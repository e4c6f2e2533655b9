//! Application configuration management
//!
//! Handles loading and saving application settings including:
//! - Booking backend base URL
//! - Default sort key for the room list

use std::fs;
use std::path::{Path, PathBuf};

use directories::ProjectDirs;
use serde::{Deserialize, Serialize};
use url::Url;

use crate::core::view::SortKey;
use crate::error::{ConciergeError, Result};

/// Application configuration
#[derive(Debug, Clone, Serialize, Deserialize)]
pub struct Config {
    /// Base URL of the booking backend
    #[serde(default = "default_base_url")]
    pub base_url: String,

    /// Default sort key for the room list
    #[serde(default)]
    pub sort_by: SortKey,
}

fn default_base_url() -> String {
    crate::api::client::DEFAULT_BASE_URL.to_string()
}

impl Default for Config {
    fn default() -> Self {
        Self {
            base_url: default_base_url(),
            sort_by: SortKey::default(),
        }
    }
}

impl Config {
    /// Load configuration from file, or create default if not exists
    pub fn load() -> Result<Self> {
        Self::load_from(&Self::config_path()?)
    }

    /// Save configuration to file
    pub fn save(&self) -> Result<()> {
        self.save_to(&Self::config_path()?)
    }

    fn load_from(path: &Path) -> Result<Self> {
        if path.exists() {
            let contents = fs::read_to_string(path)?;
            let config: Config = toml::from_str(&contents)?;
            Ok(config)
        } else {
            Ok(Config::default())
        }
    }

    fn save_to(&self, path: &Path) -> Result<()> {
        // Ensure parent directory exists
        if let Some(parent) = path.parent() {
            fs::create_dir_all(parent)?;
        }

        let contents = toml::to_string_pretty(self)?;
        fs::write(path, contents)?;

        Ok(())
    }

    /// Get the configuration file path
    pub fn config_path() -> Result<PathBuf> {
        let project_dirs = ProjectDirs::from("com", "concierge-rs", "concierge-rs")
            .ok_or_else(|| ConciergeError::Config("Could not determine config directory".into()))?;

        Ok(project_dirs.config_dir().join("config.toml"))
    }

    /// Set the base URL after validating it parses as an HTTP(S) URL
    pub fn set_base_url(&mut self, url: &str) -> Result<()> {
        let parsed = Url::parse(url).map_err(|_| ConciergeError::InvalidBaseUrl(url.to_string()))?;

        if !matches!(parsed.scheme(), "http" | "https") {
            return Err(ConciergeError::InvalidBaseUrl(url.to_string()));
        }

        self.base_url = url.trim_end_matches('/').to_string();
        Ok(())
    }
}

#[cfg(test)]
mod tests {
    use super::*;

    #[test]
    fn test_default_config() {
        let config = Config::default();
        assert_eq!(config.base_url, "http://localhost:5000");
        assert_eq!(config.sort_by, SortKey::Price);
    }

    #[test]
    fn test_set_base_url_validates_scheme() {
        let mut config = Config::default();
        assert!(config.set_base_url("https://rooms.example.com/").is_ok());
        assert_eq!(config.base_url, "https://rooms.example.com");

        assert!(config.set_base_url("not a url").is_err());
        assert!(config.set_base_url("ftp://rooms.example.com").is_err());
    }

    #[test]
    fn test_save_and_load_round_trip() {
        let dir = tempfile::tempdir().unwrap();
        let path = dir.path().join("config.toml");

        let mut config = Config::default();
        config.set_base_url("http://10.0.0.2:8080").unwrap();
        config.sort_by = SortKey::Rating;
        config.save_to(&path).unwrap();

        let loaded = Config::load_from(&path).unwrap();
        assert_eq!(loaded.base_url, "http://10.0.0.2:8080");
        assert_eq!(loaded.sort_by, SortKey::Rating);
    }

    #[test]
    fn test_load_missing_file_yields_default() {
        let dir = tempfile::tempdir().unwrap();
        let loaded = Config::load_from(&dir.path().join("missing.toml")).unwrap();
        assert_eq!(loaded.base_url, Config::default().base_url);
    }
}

————————

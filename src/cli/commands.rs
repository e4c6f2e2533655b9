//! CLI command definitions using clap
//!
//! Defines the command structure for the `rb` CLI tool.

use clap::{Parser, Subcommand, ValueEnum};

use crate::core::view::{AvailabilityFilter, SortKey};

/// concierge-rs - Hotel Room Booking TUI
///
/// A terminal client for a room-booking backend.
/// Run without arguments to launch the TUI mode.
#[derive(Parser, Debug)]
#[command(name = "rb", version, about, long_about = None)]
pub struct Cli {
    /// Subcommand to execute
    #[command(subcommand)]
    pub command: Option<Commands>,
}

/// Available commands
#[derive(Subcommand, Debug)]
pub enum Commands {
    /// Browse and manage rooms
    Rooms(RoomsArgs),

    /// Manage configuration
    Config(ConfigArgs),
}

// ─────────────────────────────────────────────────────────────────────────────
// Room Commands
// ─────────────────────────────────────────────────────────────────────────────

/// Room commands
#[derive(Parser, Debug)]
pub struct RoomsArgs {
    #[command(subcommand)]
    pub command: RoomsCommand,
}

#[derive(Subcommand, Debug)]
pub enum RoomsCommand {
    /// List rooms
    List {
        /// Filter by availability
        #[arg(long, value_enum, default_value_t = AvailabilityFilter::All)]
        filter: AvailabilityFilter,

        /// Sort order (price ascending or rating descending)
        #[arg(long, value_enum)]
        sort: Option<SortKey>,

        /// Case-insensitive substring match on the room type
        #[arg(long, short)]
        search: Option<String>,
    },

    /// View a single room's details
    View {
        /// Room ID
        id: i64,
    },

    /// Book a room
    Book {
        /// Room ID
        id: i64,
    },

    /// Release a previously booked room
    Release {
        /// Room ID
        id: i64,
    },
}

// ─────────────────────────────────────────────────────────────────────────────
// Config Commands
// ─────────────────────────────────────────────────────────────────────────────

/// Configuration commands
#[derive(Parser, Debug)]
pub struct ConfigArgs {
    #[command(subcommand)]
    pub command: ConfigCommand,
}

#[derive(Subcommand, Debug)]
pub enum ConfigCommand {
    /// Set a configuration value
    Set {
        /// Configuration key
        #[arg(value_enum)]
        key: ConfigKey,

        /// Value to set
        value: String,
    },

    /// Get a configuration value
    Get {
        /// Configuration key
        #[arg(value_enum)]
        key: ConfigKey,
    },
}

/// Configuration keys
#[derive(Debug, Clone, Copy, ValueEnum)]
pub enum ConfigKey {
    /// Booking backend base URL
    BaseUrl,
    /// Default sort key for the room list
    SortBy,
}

————————

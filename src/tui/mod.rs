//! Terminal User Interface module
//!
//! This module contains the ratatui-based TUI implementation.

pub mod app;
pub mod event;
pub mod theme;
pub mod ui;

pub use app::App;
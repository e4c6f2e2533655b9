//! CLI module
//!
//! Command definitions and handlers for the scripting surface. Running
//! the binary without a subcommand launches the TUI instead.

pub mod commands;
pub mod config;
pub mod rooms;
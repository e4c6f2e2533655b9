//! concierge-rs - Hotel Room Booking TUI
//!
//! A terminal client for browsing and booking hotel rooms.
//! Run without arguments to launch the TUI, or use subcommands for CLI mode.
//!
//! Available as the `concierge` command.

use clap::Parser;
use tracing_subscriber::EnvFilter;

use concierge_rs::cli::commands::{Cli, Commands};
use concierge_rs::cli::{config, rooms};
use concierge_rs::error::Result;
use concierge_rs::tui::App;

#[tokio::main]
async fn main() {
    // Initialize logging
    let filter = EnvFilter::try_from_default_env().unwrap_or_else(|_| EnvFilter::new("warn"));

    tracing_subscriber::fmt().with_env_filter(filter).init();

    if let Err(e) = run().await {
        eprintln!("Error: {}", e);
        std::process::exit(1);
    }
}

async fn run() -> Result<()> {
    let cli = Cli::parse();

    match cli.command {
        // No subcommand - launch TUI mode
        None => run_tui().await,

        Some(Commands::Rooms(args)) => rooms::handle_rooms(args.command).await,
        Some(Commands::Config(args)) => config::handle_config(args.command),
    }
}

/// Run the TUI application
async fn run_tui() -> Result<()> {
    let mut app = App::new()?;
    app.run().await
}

————————

== Problem to work on ==
List every line above that holds the word "PathBuf".

== Solution ==
use std::path::{Path, PathBuf};
    pub fn config_path() -> Result<PathBuf> {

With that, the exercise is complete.